╭─ RECORDS SUPPLIED

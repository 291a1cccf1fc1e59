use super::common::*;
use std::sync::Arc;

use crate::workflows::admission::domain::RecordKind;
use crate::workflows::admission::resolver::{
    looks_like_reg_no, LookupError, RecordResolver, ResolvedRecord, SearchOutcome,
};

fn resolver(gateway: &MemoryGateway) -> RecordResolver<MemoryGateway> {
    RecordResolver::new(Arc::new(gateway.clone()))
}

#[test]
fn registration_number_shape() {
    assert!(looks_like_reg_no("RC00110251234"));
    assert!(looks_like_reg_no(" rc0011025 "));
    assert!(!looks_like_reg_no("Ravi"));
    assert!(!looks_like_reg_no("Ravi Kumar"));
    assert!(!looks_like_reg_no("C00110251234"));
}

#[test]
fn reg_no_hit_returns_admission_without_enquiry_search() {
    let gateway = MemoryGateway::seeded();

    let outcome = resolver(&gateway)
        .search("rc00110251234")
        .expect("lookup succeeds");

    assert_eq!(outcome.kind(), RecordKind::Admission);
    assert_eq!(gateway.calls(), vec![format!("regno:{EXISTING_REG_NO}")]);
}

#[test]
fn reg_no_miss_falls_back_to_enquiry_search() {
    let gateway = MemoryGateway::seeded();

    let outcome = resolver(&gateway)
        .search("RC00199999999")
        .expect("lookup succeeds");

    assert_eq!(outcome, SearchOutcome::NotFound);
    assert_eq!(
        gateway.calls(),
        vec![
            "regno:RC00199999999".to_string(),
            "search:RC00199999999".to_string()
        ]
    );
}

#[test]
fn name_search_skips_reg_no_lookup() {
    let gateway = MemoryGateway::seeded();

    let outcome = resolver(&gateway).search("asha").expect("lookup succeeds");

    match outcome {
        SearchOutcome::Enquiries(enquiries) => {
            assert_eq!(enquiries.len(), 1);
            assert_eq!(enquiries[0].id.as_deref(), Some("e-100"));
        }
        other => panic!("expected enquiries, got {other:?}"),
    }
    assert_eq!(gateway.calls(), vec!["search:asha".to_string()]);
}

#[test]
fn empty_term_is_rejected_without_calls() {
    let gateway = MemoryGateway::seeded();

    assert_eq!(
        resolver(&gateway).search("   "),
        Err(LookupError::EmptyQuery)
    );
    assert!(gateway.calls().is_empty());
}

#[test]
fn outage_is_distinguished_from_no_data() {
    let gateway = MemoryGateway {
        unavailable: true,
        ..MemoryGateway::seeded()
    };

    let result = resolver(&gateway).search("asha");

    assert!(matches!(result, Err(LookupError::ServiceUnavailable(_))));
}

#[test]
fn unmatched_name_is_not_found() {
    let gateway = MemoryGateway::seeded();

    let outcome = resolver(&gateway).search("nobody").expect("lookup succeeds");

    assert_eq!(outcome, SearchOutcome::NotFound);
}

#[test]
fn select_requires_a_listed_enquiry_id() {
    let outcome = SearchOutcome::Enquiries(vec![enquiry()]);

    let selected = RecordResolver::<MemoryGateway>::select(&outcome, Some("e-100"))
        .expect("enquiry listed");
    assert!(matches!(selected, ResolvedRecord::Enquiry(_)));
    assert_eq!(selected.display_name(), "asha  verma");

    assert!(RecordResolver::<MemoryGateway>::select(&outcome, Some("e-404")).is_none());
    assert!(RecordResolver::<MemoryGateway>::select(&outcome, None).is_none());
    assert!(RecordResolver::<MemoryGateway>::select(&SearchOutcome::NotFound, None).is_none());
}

╰─
╭─ RECORDS SUPPLIED

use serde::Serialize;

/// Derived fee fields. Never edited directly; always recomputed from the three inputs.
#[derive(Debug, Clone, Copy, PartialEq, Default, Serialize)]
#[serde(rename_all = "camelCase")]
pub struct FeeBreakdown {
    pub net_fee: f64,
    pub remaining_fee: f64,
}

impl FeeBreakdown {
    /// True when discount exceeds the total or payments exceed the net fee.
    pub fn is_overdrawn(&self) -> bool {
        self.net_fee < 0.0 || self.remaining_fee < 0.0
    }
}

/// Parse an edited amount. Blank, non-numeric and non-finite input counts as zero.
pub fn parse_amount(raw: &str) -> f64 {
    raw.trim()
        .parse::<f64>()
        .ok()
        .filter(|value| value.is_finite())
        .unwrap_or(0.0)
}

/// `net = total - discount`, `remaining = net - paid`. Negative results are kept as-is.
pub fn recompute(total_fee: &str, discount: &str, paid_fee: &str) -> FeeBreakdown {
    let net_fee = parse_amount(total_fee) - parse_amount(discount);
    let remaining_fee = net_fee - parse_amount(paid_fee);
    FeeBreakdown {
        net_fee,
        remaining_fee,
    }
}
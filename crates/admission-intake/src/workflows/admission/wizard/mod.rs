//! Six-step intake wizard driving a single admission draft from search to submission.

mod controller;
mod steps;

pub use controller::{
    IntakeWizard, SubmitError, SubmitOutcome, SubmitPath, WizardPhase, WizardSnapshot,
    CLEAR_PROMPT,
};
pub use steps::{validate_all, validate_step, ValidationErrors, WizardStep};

╰─
╭─ RECORDS SUPPLIED

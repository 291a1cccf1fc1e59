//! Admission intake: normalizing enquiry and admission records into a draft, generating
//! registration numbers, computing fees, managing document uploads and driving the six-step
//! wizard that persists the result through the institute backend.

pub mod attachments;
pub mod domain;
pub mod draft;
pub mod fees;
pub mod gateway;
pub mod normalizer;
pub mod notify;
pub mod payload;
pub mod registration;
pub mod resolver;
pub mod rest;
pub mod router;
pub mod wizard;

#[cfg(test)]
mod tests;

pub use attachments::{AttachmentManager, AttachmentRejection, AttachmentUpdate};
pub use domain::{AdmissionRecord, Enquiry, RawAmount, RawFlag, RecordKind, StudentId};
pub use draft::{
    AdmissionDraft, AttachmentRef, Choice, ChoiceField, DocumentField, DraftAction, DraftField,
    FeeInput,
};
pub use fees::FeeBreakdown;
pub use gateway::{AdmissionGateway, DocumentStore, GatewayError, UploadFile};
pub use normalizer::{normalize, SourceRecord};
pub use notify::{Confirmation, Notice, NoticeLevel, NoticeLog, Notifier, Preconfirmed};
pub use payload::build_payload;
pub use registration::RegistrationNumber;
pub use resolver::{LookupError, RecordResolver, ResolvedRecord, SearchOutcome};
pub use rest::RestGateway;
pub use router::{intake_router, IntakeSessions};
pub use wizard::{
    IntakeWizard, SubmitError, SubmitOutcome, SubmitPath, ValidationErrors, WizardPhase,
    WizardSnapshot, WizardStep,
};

╰─

# DESCRIPTION OF THE TASK:
Your task is to copy each line of the data above that holds "Ravi".

# SOLUTION:
    assert!(!looks_like_reg_no("Ravi"));
    assert!(!looks_like_reg_no("Ravi Kumar"));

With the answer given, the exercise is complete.